MMH also interferes with the enzyme glutamic acid decarboxylase (GAD), which converts glutamic acid into glutamate. This enzyme is used in the production of GABA, so blocking GAD also results in decreased levels of GABA. Additionally, glutamic acid and glutamate are excitatory neurotransmitters, so inhibiting GAD further disrupts the balance of neurotransmitters in the nervous system. These effects can cause neurons to misfire, thus resulting in the symptoms of delirium, seizures, and loss of coordination.

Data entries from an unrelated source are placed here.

#[cfg(test)]
mod tests {
    use super::*;
    use crate::models::HunkLine;
    use crate::test_utils::{add, ctx, make_hunk, rm, strings};
    use crate::worktree::{DryRun, MemoryWorkTree};

    fn apply(tree: &mut MemoryWorkTree, doc: &PatchDocument) -> Result<ApplyResult, ApplyError> {
        PatchApplier::new(tree).apply(doc)
    }

    #[test]
    fn test_add_new_file() {
        let mut tree = MemoryWorkTree::new();
        let doc = PatchDocument::new(vec![FileChange::add(
            "new.txt",
            strings(&["hello", "world"]),
        )]);

        let result = apply(&mut tree, &doc).unwrap();
        assert_eq!(tree.get_str("new.txt"), Some("hello\nworld\n"));
        assert_eq!(
            result.touched_paths().iter().collect::<Vec<_>>(),
            vec![Path::new("new.txt")]
        );
    }

    #[test]
    fn test_add_with_trailing_marker() {
        let mut tree = MemoryWorkTree::new();
        let change = FileChange::add("new.txt", Vec::new()).with_hunks(vec![make_hunk(
            1,
            vec![add("a"), add("b"), HunkLine::NoNewlineMarker],
        )]);
        apply(&mut tree, &PatchDocument::new(vec![change])).unwrap();
        assert_eq!(tree.get_str("new.txt"), Some("a\nb"));
    }

    #[test]
    fn test_add_without_hunks_creates_empty_file() {
        let mut tree = MemoryWorkTree::new();
        let change = FileChange::add("empty.txt", Vec::new()).with_hunks(Vec::new());
        apply(&mut tree, &PatchDocument::new(vec![change])).unwrap();
        assert_eq!(tree.get("empty.txt"), Some(&b""[..]));
    }

    #[test]
    fn test_add_existing_file_fails() {
        let mut tree = MemoryWorkTree::new().with_file("new.txt", "already\n");
        let doc = PatchDocument::new(vec![FileChange::add("new.txt", strings(&["x"]))]);

        let err = apply(&mut tree, &doc).unwrap_err();
        assert!(matches!(err.kind, ApplyErrorKind::DestinationExists(ref p) if p == Path::new("new.txt")));
        assert_eq!(tree.get_str("new.txt"), Some("already\n"));
    }

    #[test]
    fn test_modify_applies_hunks_in_order() {
        let mut tree = MemoryWorkTree::new().with_file("f.txt", "a\nb\nc\nd\n");
        let doc = PatchDocument::new(vec![FileChange::modify(
            "f.txt",
            vec![
                make_hunk(1, vec![ctx("a"), add("a2"), ctx("b")]),
                make_hunk(4, vec![ctx("c"), rm("d")]).with_old_start(3),
            ],
        )]);

        let result = apply(&mut tree, &doc).unwrap();
        assert_eq!(tree.get_str("f.txt"), Some("a\na2\nb\nc\n"));
        assert!(result.contains("f.txt"));
        assert_eq!(tree.write_count("f.txt"), 1);
    }

    #[test]
    fn test_modify_unchanged_content_skips_write() {
        let mut tree = MemoryWorkTree::new().with_file("f.txt", "a\nb\n");
        let doc = PatchDocument::new(vec![FileChange::modify(
            "f.txt",
            vec![make_hunk(1, vec![ctx("a"), rm("b"), add("b")])],
        )]);

        let result = apply(&mut tree, &doc).unwrap();
        assert!(result.contains("f.txt"));
        assert_eq!(tree.write_count("f.txt"), 0);
    }

    #[test]
    fn test_modify_missing_file() {
        let mut tree = MemoryWorkTree::new();
        let doc = PatchDocument::new(vec![FileChange::modify(
            "f.txt",
            vec![make_hunk(1, vec![ctx("a")])],
        )]);
        let err = apply(&mut tree, &doc).unwrap_err();
        assert!(matches!(err.kind, ApplyErrorKind::NotFound(_)));
    }

    #[test]
    fn test_modify_mismatch_carries_context() {
        let mut tree = MemoryWorkTree::new().with_file("f.txt", "a\nb\nc\n");
        let doc = PatchDocument::new(vec![FileChange::modify(
            "f.txt",
            vec![
                make_hunk(1, vec![ctx("a")]),
                make_hunk(2, vec![rm("B"), add("x")]),
            ],
        )]);

        let err = apply(&mut tree, &doc).unwrap_err();
        assert!(err.is_content_mismatch());
        assert_eq!(err.change_index, 0);
        assert_eq!(err.path(), Path::new("f.txt"));
        assert_eq!(err.hunk(), Some(&doc.changes[0].hunks[1]));
        match err.kind {
            ApplyErrorKind::ContentMismatch {
                hunk_index,
                line_number,
                ref expected,
                ref actual,
            } => {
                assert_eq!(hunk_index, 1);
                assert_eq!(line_number, 2);
                assert_eq!(expected, &rm("B"));
                assert_eq!(actual, "b");
            }
            ref other => panic!("unexpected error: {}", other),
        }
        assert_eq!(tree.write_count("f.txt"), 0);
    }

    #[test]
    fn test_modify_hunk_out_of_range() {
        let mut tree = MemoryWorkTree::new().with_file("f.txt", "a\n");
        let doc = PatchDocument::new(vec![FileChange::modify(
            "f.txt",
            vec![make_hunk(3, vec![ctx("c")])],
        )]);
        let err = apply(&mut tree, &doc).unwrap_err();
        assert!(matches!(
            err.kind,
            ApplyErrorKind::Format(PatchFormatError::HunkOutOfRange {
                hunk_index: 0,
                line_number: 3,
                len: 1,
                ..
            })
        ));
    }

    #[test]
    fn test_modify_binary_file() {
        let mut tree = MemoryWorkTree::new().with_file("f.bin", vec![0xffu8, 0x00]);
        let doc = PatchDocument::new(vec![FileChange::modify(
            "f.bin",
            vec![make_hunk(1, vec![add("x")])],
        )]);
        let err = apply(&mut tree, &doc).unwrap_err();
        assert!(matches!(err.kind, ApplyErrorKind::NotText(_)));
    }

    #[test]
    fn test_delete_file() {
        let mut tree = MemoryWorkTree::new().with_file("old.txt", "bye\n");
        let doc = PatchDocument::new(vec![FileChange::delete("old.txt")]);

        let result = apply(&mut tree, &doc).unwrap();
        assert!(!tree.exists(Path::new("old.txt")));
        assert!(result.contains("old.txt"));
    }

    #[test]
    fn test_delete_with_hunks_fails_before_any_write() {
        let mut tree = MemoryWorkTree::new().with_file("old.txt", "bye\n");
        let doc = PatchDocument::new(vec![
            FileChange::add("first.txt", strings(&["x"])),
            FileChange::delete("old.txt").with_hunks(vec![make_hunk(0, vec![rm("bye")])]),
        ]);

        let err = apply(&mut tree, &doc).unwrap_err();
        assert!(matches!(err.kind, ApplyErrorKind::UnexpectedHunks(1)));
        assert_eq!(err.change_index, 1);
        assert!(!tree.exists(Path::new("first.txt")));
        assert!(tree.exists(Path::new("old.txt")));
    }

    #[test]
    fn test_delete_missing_file() {
        let mut tree = MemoryWorkTree::new();
        let err = apply(&mut tree, &PatchDocument::new(vec![FileChange::delete("x")])).unwrap_err();
        assert!(matches!(err.kind, ApplyErrorKind::NotFound(_)));
    }

    #[test]
    fn test_rename_ignores_hunks_by_default() {
        let mut tree = MemoryWorkTree::new().with_file("a.txt", "one\n");
        let doc = PatchDocument::new(vec![FileChange::rename("a.txt", "b.txt")
            .with_hunks(vec![make_hunk(1, vec![rm("one"), add("two")])])]);

        let result = apply(&mut tree, &doc).unwrap();
        assert_eq!(tree.get_str("b.txt"), Some("one\n"));
        assert!(!tree.exists(Path::new("a.txt")));
        assert!(result.contains("b.txt"));
        assert!(!result.contains("a.txt"));
    }

    #[test]
    fn test_rename_applies_hunks_when_enabled() {
        let mut tree = MemoryWorkTree::new().with_file("a.txt", "one\n");
        let doc = PatchDocument::new(vec![FileChange::rename("a.txt", "b.txt")
            .with_hunks(vec![make_hunk(1, vec![rm("one"), add("two")])])]);

        PatchApplier::new(&mut tree)
            .with_options(ApplyOptions {
                rename_hunks: true,
                ..ApplyOptions::default()
            })
            .apply(&doc)
            .unwrap();
        assert_eq!(tree.get_str("b.txt"), Some("two\n"));
    }

    #[test]
    fn test_rename_onto_existing_file() {
        let mut tree = MemoryWorkTree::new()
            .with_file("a.txt", "a\n")
            .with_file("b.txt", "b\n");
        let doc = PatchDocument::new(vec![FileChange::rename("a.txt", "b.txt")]);
        let err = apply(&mut tree, &doc).unwrap_err();
        assert!(matches!(err.kind, ApplyErrorKind::DestinationExists(_)));
        assert_eq!(tree.get_str("b.txt"), Some("b\n"));
    }

    #[test]
    fn test_copy_is_byte_for_byte() {
        let bytes = vec![b'a', 0xc3, 0x28, b'\r', b'\n', 0xff];
        let mut tree = MemoryWorkTree::new().with_file("src.bin", bytes.clone());
        let doc = PatchDocument::new(vec![FileChange::copy("src.bin", "dst.bin")]);

        let result = apply(&mut tree, &doc).unwrap();
        assert_eq!(tree.get("dst.bin"), Some(bytes.as_slice()));
        assert_eq!(tree.get("src.bin"), Some(bytes.as_slice()));
        assert!(result.contains("dst.bin"));
    }

    #[test]
    fn test_copy_applies_hunks_when_enabled() {
        let mut tree = MemoryWorkTree::new().with_file("a.txt", "one\ntwo\n");
        let doc = PatchDocument::new(vec![FileChange::copy("a.txt", "b.txt")
            .with_hunks(vec![make_hunk(2, vec![rm("two"), add("2")])])]);

        PatchApplier::new(&mut tree)
            .with_options(ApplyOptions {
                copy_hunks: true,
                ..ApplyOptions::default()
            })
            .apply(&doc)
            .unwrap();
        assert_eq!(tree.get_str("a.txt"), Some("one\ntwo\n"));
        assert_eq!(tree.get_str("b.txt"), Some("one\n2\n"));
    }

    #[test]
    fn test_later_change_sees_earlier_rename() {
        let mut tree = MemoryWorkTree::new().with_file("a.txt", "x\n");
        let doc = PatchDocument::new(vec![
            FileChange::rename("a.txt", "b.txt"),
            FileChange::modify("b.txt", vec![make_hunk(1, vec![rm("x"), add("y")])]),
        ]);

        let result = apply(&mut tree, &doc).unwrap();
        assert_eq!(tree.get_str("b.txt"), Some("y\n"));
        assert_eq!(result.len(), 1);
    }

    #[test]
    fn test_failure_leaves_earlier_changes_applied() {
        let mut tree = MemoryWorkTree::new().with_file("b.txt", "b\n");
        let doc = PatchDocument::new(vec![
            FileChange::add("a.txt", strings(&["a"])),
            FileChange::modify("b.txt", vec![make_hunk(1, vec![rm("nope")])]),
            FileChange::add("c.txt", strings(&["c"])),
        ]);

        let err = apply(&mut tree, &doc).unwrap_err();
        assert_eq!(err.change_index, 1);
        assert_eq!(tree.get_str("a.txt"), Some("a\n"));
        assert!(!tree.exists(Path::new("c.txt")));
    }

    #[test]
    fn test_reapplying_document() {
        let mut tree = MemoryWorkTree::new().with_file("f.txt", "a\nb\n");
        let context_only = PatchDocument::new(vec![FileChange::modify(
            "f.txt",
            vec![make_hunk(1, vec![ctx("a"), ctx("b")])],
        )]);
        let editing = PatchDocument::new(vec![FileChange::modify(
            "f.txt",
            vec![make_hunk(1, vec![ctx("a"), rm("b"), add("c")])],
        )]);

        apply(&mut tree, &context_only).unwrap();
        apply(&mut tree, &context_only).unwrap();
        assert_eq!(tree.write_count("f.txt"), 0);

        apply(&mut tree, &editing).unwrap();
        let err = apply(&mut tree, &editing).unwrap_err();
        assert!(err.is_content_mismatch());
        assert_eq!(tree.get_str("f.txt"), Some("a\nc\n"));
        assert_eq!(tree.write_count("f.txt"), 1);
    }

    #[test]
    fn test_reversed_document_restores_tree() {
        let mut tree = MemoryWorkTree::new()
            .with_file("f.txt", "one\r\ntwo\r\nthree")
            .with_file("old.txt", "kept\n");
        let doc = PatchDocument::new(vec![
            FileChange::modify(
                "f.txt",
                vec![make_hunk(
                    2,
                    vec![
                        rm("two"),
                        rm("three"),
                        HunkLine::NoNewlineMarker,
                        add("2"),
                        add("3"),
                    ],
                )],
            ),
            FileChange::rename("old.txt", "new.txt"),
            FileChange::add("added.txt", strings(&["fresh"])),
        ]);

        apply(&mut tree, &doc).unwrap();
        assert_eq!(tree.get_str("f.txt"), Some("one\r\n2\r\n3\r\n"));

        apply(&mut tree, &doc.reversed()).unwrap();
        assert_eq!(tree.get_str("f.txt"), Some("one\r\ntwo\r\nthree"));
        assert_eq!(tree.get_str("old.txt"), Some("kept\n"));
        assert!(!tree.exists(Path::new("new.txt")));
        assert!(!tree.exists(Path::new("added.txt")));
    }

    #[test]
    fn test_validation_rejects_malformed_changes() {
        let cases = vec![
            (
                FileChange::add("a.txt", Vec::new())
                    .with_hunks(vec![make_hunk(1, vec![ctx("x"), add("y")])]),
                "add with context",
            ),
            (
                FileChange::add("a.txt", Vec::new()).with_hunks(vec![
                    make_hunk(1, vec![add("x")]),
                    make_hunk(2, vec![add("y")]),
                ]),
                "add with two hunks",
            ),
            (FileChange::rename("a.txt", "a.txt"), "rename onto itself"),
            (
                FileChange::modify("a.txt", vec![make_hunk(0, vec![add("x")])]),
                "zero start",
            ),
            (
                FileChange {
                    change_type: ChangeType::Modify,
                    old_path: Some(PathBuf::from("a.txt")),
                    new_path: None,
                    hunks: Vec::new(),
                },
                "modify without path",
            ),
        ];

        for (change, label) in cases {
            let mut tree = MemoryWorkTree::new().with_file("a.txt", "x\n");
            let err = apply(&mut tree, &PatchDocument::new(vec![change])).unwrap_err();
            assert!(
                matches!(err.kind, ApplyErrorKind::Format(_)),
                "{}: {}",
                label,
                err
            );
            assert_eq!(tree.write_count("a.txt"), 0, "{}", label);
        }
    }

    #[test]
    fn test_interrupt_stops_before_next_change() {
        let mut tree = MemoryWorkTree::new();
        let doc = PatchDocument::new(vec![FileChange::add("a.txt", strings(&["a"]))]);

        let err = PatchApplier::new(&mut tree)
            .with_interrupt(|| true)
            .apply(&doc)
            .unwrap_err();
        assert!(matches!(err.kind, ApplyErrorKind::Interrupted));
        assert!(tree.is_empty());
    }

    #[test]
    fn test_dry_run_leaves_inner_tree_alone() {
        let inner = MemoryWorkTree::new().with_file("f.txt", "a\n");
        let mut dry_run = DryRun::new(inner);
        let doc = PatchDocument::new(vec![
            FileChange::modify("f.txt", vec![make_hunk(1, vec![rm("a"), add("b")])]),
            FileChange::rename("f.txt", "g.txt"),
        ]);

        let result = PatchApplier::new(&mut dry_run).apply(&doc).unwrap();
        assert_eq!(result.len(), 2);
        assert_eq!(dry_run.read_bytes(Path::new("g.txt")).unwrap(), b"b\n");

        let inner = dry_run.into_inner();
        assert_eq!(inner.get_str("f.txt"), Some("a\n"));
        assert_eq!(inner.write_count("f.txt"), 0);
    }

    #[test]
    fn test_error_message_names_change_and_hunk() {
        let mut tree = MemoryWorkTree::new().with_file("src/lib.rs", "fn a() {}\n");
        let doc = PatchDocument::new(vec![FileChange::modify(
            "src/lib.rs",
            vec![make_hunk(1, vec![rm("fn b() {}"), add("fn c() {}")])],
        )]);
        let err = apply(&mut tree, &doc).unwrap_err();
        assert_eq!(
            err.to_string(),
            "modify src/lib.rs (change #1): hunk #1 does not apply at line 1: \
             expected `-fn b() {}`, found `fn a() {}`"
        );
    }
}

There are a myriad of other biochemical pathways that are disrupted by MMH, but for many of these we do not know exactly how they work. For example, the process by which MMH destroys red blood cells is not well understood. We do know, however, that the destruction of red blood cells makes it more difficult for the body to transport oxygen, which causes the symptoms of weakness and lack of energy. In addition to its toxic effects, studies done with animals have demonstrated that MMH damages DNA and is carcinogenic.
Because of the detrimental impact of MMH on a variety of biochemical processes, you should probably avoid eating false morels altogether. Pregnant women and young children should definitely avoid eating them, as some studies have suggested MMH can result in birth defects or developmental abnormalities.
Treatment of gyromitrin poisoning generally focuses on treating the symptoms rather than getting rid of the MMH already in the patient’s body. If the patient gets to the hospital early enough, drinking activated charcoal may help prevent some of the toxins from entering the blood stream. Unfortunately, because of the delayed onset of symptoms, most people probably arrive at the hospital too late for this to be effective. At this point, the hospital must treat the symptoms and let the patient’s body slowly get rid of the MMH (this usually takes 1 to 2 days).
Severe food poisoning often results in dehydration, electrolyte imbalance, and low blood sugar. All of these can be monitored and corrected by hospital staff. If the patient is symptomatic for hemoglobin damage, the condition can be treated by the administration of methylene blue. As the liver and kidney can be damaged by MMH, the hospital may also monitor liver and kidney function. Seizures can be treated by benzodiazepenes, pyridoxine, phenobarbitol or propofol. Pyridoxine is a form of Vitamin B6 and may have antidotal properties, but its effects appear to be limited at best. Still, administration of Vitamin B6 should help restore some cellular functions.